Fuse is the second book in the Pure trilogy, so you may not want to keep reading if you’ve not read the first book, although this review does not contain spoilers about either book.
Outside the Dome, Pressia, Bradwell, and El Capitan are decoding the secrets from the past – tucked away in one of the Black Boxes – to uncover the truth that might set the wretches free of their fusings forever. Those fighting Willux – Partridge’s father – will be pushed over boundaries, both land and sea, heart and mind, in their quest – further than they ever imagined.
Pure was easily one of my favourite books of 2012 and I have been eagerly awaiting Fuse for a year.

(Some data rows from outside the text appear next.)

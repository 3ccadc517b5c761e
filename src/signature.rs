// Copyright 2024 Saptak Santra
//
// Licensed under the Apache License, Version 2.0 (the "License");
// you may not use this file except in compliance with the License.
// You may obtain a copy of the License at
//
//     http://www.apache.org/licenses/LICENSE-2.0
//
// Unless required by applicable law or agreed to in writing, software
// distributed under the License is distributed on an "AS IS" BASIS,
// WITHOUT WARRANTIES OR CONDITIONS OF ANY KIND, either express or implied.
// See the License for the specific language governing permissions and
// limitations under the License.

//! Archetype signatures: sorted, deduplicated sets of type expressions
//!
//! A signature identifies an archetype. All operations are value-producing;
//! the world interns signatures in its archetype index, so canonical order
//! matters (packed `u64` order of the expressions).

use smallvec::SmallVec;

use crate::expression::TypeExpr;

/// Sorted, deduplicated expression set
#[derive(Debug, Clone, PartialEq, Eq, Hash, Default)]
pub struct Signature {
    exprs: SmallVec<[TypeExpr; 8]>,
}

impl Signature {
    /// The empty signature (componentless entities)
    pub fn empty() -> Signature {
        Signature::default()
    }

    /// Build from arbitrary expressions, sorting and deduplicating
    pub fn from_exprs(exprs: impl IntoIterator<Item = TypeExpr>) -> Signature {
        let mut exprs: SmallVec<[TypeExpr; 8]> = exprs.into_iter().collect();
        exprs.sort_unstable();
        exprs.dedup();
        Signature { exprs }
    }

    /// New signature with `expr` included
    pub fn add(&self, expr: TypeExpr) -> Signature {
        match self.exprs.binary_search(&expr) {
            Ok(_) => self.clone(),
            Err(pos) => {
                let mut exprs = self.exprs.clone();
                exprs.insert(pos, expr);
                Signature { exprs }
            }
        }
    }

    /// New signature with `expr` excluded
    pub fn remove(&self, expr: TypeExpr) -> Signature {
        match self.exprs.binary_search(&expr) {
            Ok(pos) => {
                let mut exprs = self.exprs.clone();
                exprs.remove(pos);
                Signature { exprs }
            }
            Err(_) => self.clone(),
        }
    }

    /// Exact membership (no wildcard matching)
    pub fn contains(&self, expr: TypeExpr) -> bool {
        self.exprs.binary_search(&expr).is_ok()
    }

    /// Does any stored expression satisfy the given match expression?
    pub fn matches(&self, query: TypeExpr) -> bool {
        // Expressions sharing a component id are contiguous in sort order
        let lo = self
            .exprs
            .partition_point(|e| e.component_id() < query.component_id());
        self.exprs[lo..]
            .iter()
            .take_while(|e| e.component_id() == query.component_id())
            .any(|e| query.matches(*e))
    }

    /// Set union
    pub fn union(&self, other: &Signature) -> Signature {
        let mut exprs = self.exprs.clone();
        exprs.extend(other.exprs.iter().copied());
        exprs.sort_unstable();
        exprs.dedup();
        Signature { exprs }
    }

    /// True when the signatures share at least one expression
    pub fn intersects(&self, other: &Signature) -> bool {
        // Both sorted: linear merge walk
        let (mut a, mut b) = (self.exprs.iter().peekable(), other.exprs.iter().peekable());
        while let (Some(&x), Some(&y)) = (a.peek(), b.peek()) {
            match x.cmp(y) {
                std::cmp::Ordering::Equal => return true,
                std::cmp::Ordering::Less => {
                    a.next();
                }
                std::cmp::Ordering::Greater => {
                    b.next();
                }
            }
        }
        false
    }

    pub fn iter(&self) -> impl Iterator<Item = TypeExpr> + '_ {
        self.exprs.iter().copied()
    }

    pub fn as_slice(&self) -> &[TypeExpr] {
        &self.exprs
    }

    pub fn len(&self) -> usize {
        self.exprs.len()
    }

    pub fn is_empty(&self) -> bool {
        self.exprs.is_empty()
    }
}

impl FromIterator<TypeExpr> for Signature {
    fn from_iter<I: IntoIterator<Item = TypeExpr>>(iter: I) -> Signature {
        Signature::from_exprs(iter)
    }
}
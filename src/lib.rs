// Copyright 2024 Saptak Santra
//
// Licensed under the Apache License, Version 2.0 (the "License");
// you may not use this file except in compliance with the License.
// You may obtain a copy of the License at
//
//     http://www.apache.org/licenses/LICENSE-2.0
//
// Unless required by applicable law or agreed to in writing, software
// distributed under the License is distributed on an "AS IS" BASIS,
// WITHOUT WARRANTIES OR CONDITIONS OF ANY KIND, either express or implied.
// See the License for the specific language governing permissions and
// limitations under the License.

//! Keyed-Archetype ECS
//!
//! Archetype-based entity storage where every component slot carries an
//! optional secondary key: none (plain), an entity-relation target, an
//! object link, or a typed hash key. Queries match keys exactly or through
//! wildcards, and streams cross-join every matching column per archetype.

pub mod archetype;
pub mod command;
pub mod component;
pub mod entity;
pub mod error;
pub mod expression;
pub mod identity;
pub mod prelude;
pub mod query;
pub mod signature;
pub mod storage;
pub mod stream;
pub mod world;

// Re-exports for convenience
pub use archetype::Archetype;
pub use component::{Component, ComponentTypeId};
pub use entity::EntityMeta;
pub use error::{EcsError, Result};
pub use expression::TypeExpr;
pub use identity::{Identity, IdentityKind, WildcardKind};
pub use query::{Mask, QueryBuilder};
pub use signature::Signature;
pub use storage::Column;
pub use stream::{Stream, StreamIter, StreamTuple, MAX_STREAM_TYPES};
pub use world::{Deferred, World, WorldLock, WorldMode};
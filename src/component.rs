// Copyright 2024 Saptak Santra
//
// Licensed under the Apache License, Version 2.0 (the "License");
// you may not use this file except in compliance with the License.
// You may obtain a copy of the License at
//
//     http://www.apache.org/licenses/LICENSE-2.0
//
// Unless required by applicable law or agreed to in writing, software
// distributed under the License is distributed on an "AS IS" BASIS,
// WITHOUT WARRANTIES OR CONDITIONS OF ANY KIND, either express or implied.
// See the License for the specific language governing permissions and
// limitations under the License.

//! Component trait and the runtime component registry
//!
//! Component types get a monotonic 16-bit id on first use, together with an
//! erased layout descriptor (size, align, drop). Storage columns are keyed
//! by id and recover typed views through an id check.

use std::any::{type_name, TypeId};
use std::sync::OnceLock;

use ahash::AHashMap;
use parking_lot::RwLock;

/// Marker trait for components
///
/// Components must be 'static (no borrowed data)
pub trait Component: 'static + Send + Sync {}

/// Automatically implement Component for all valid types
impl<T: 'static + Send + Sync> Component for T {}

/// Monotonic per-process component type id
#[derive(Debug, Clone, Copy, PartialEq, Eq, PartialOrd, Ord, Hash)]
pub struct ComponentTypeId(u16);

impl ComponentTypeId {
    /// Id for `T`, registering it on first use
    pub fn of<T: Component>() -> ComponentTypeId {
        let type_id = TypeId::of::<T>();
        {
            let reg = registry().read();
            if let Some(&id) = reg.ids.get(&type_id) {
                return ComponentTypeId(id);
            }
        }

        let mut reg = registry().write();
        // Double-check: another thread may have registered between locks
        if let Some(&id) = reg.ids.get(&type_id) {
            return ComponentTypeId(id);
        }
        if reg.infos.len() > u16::MAX as usize {
            panic!("component registry exhausted (65,536 distinct component types)");
        }
        let id = reg.infos.len() as u16;
        reg.infos.push(ComponentInfo {
            type_id,
            name: type_name::<T>(),
            size: std::mem::size_of::<T>(),
            align: std::mem::align_of::<T>(),
            drop_fn: if std::mem::needs_drop::<T>() {
                Some(|ptr| unsafe {
                    std::ptr::drop_in_place(ptr as *mut T);
                })
            } else {
                None
            },
        });
        reg.ids.insert(type_id, id);
        ComponentTypeId(id)
    }

    pub(crate) fn from_raw(raw: u16) -> ComponentTypeId {
        ComponentTypeId(raw)
    }

    pub fn raw(self) -> u16 {
        self.0
    }

    /// Registered type name, for diagnostics
    pub fn name(self) -> &'static str {
        component_info(self).name
    }
}

/// Erased layout descriptor for one component type
#[derive(Debug, Clone, Copy)]
pub(crate) struct ComponentInfo {
    #[allow(dead_code)] // Used by debug assertions in typed column views
    pub type_id: TypeId,
    pub name: &'static str,
    pub size: usize,
    pub align: usize,
    pub drop_fn: Option<unsafe fn(*mut u8)>,
}

struct Registry {
    ids: AHashMap<TypeId, u16>,
    infos: Vec<ComponentInfo>,
}

fn registry() -> &'static RwLock<Registry> {
    static REGISTRY: OnceLock<RwLock<Registry>> = OnceLock::new();
    REGISTRY.get_or_init(|| {
        RwLock::new(Registry {
            ids: AHashMap::with_capacity(64),
            infos: Vec::with_capacity(64),
        })
    })
}

pub(crate) fn component_info(id: ComponentTypeId) -> ComponentInfo {
    registry().read().infos[id.raw() as usize]
}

Fuse, in Julianna Baggott’s typical lyrical style, begins with a prologue from Wilda, a young Wretch-turned-Pure whose scars and fuses have been cured, and she comes with a terrifying warning from the Dome: ‘We want our son returned. This girl is proof that we can save you all. If you ignore our plea, we will kill our hostages one at a time.’ I knew instantly that Fuse was going to be as savage as Pure and couldn’t wait to get stuck in.
What I enjoyed most about Pure was the brilliant, unique, and imaginative world-building – discovering the horrific, desolate world that its characters grew up in – and so Fuse, at first, was not quite as compelling in this respect because I was already familiar with the world with a strict dichotomy (Dome/Outside, Pure/Wretch), a world at war. I already knew about the Mothers and the children that had become fused to their bodies, and the barely human Dusts who lie await to attack. I knew about the deadly army and about conniving Willux. But in the end, that did not matter, because what we get in Fuse instead is an immense amount of character development; a character-driven story rather than plot-driven.
Fuse is told by five familiar characters – Pressia, Partridge, Lyda, Bradwell, and El Capitan – which you may think would get confusing, but each voice is so distinct that it is never an issue. We slowly discover just how much of a part each character plays in the overall story. I thoroughly enjoyed meeting these characters once again and watching them learn more about themselves and what they believe in, and, of course, seeing romance blossom (because, at the end of the day, they’re still teenagers!).
As with Pure, Fuse is extremely well-constructed and complex, rich with detail and fictional yet believable history, and still manages to throw us the odd twist to keep us on edge. Pure is still one of the most exciting post-apocalyptic series’ I’ve come across, with crossover appeal – I hope to convince both teenagers and non-teens to give it a shot!
I also had the opportunity to ask Julianna Baggott one ‘Burning Question’:
Q: What would you be doing when the detonations hit? What would you be fused to?
A: I hope it’s not the collie. I love the damn collie, don’t get me wrong. But he’s no Lassie. He’s all super-model, wind in his fur, and he’d be of no practical use, even in dog terms, in an emergency situation.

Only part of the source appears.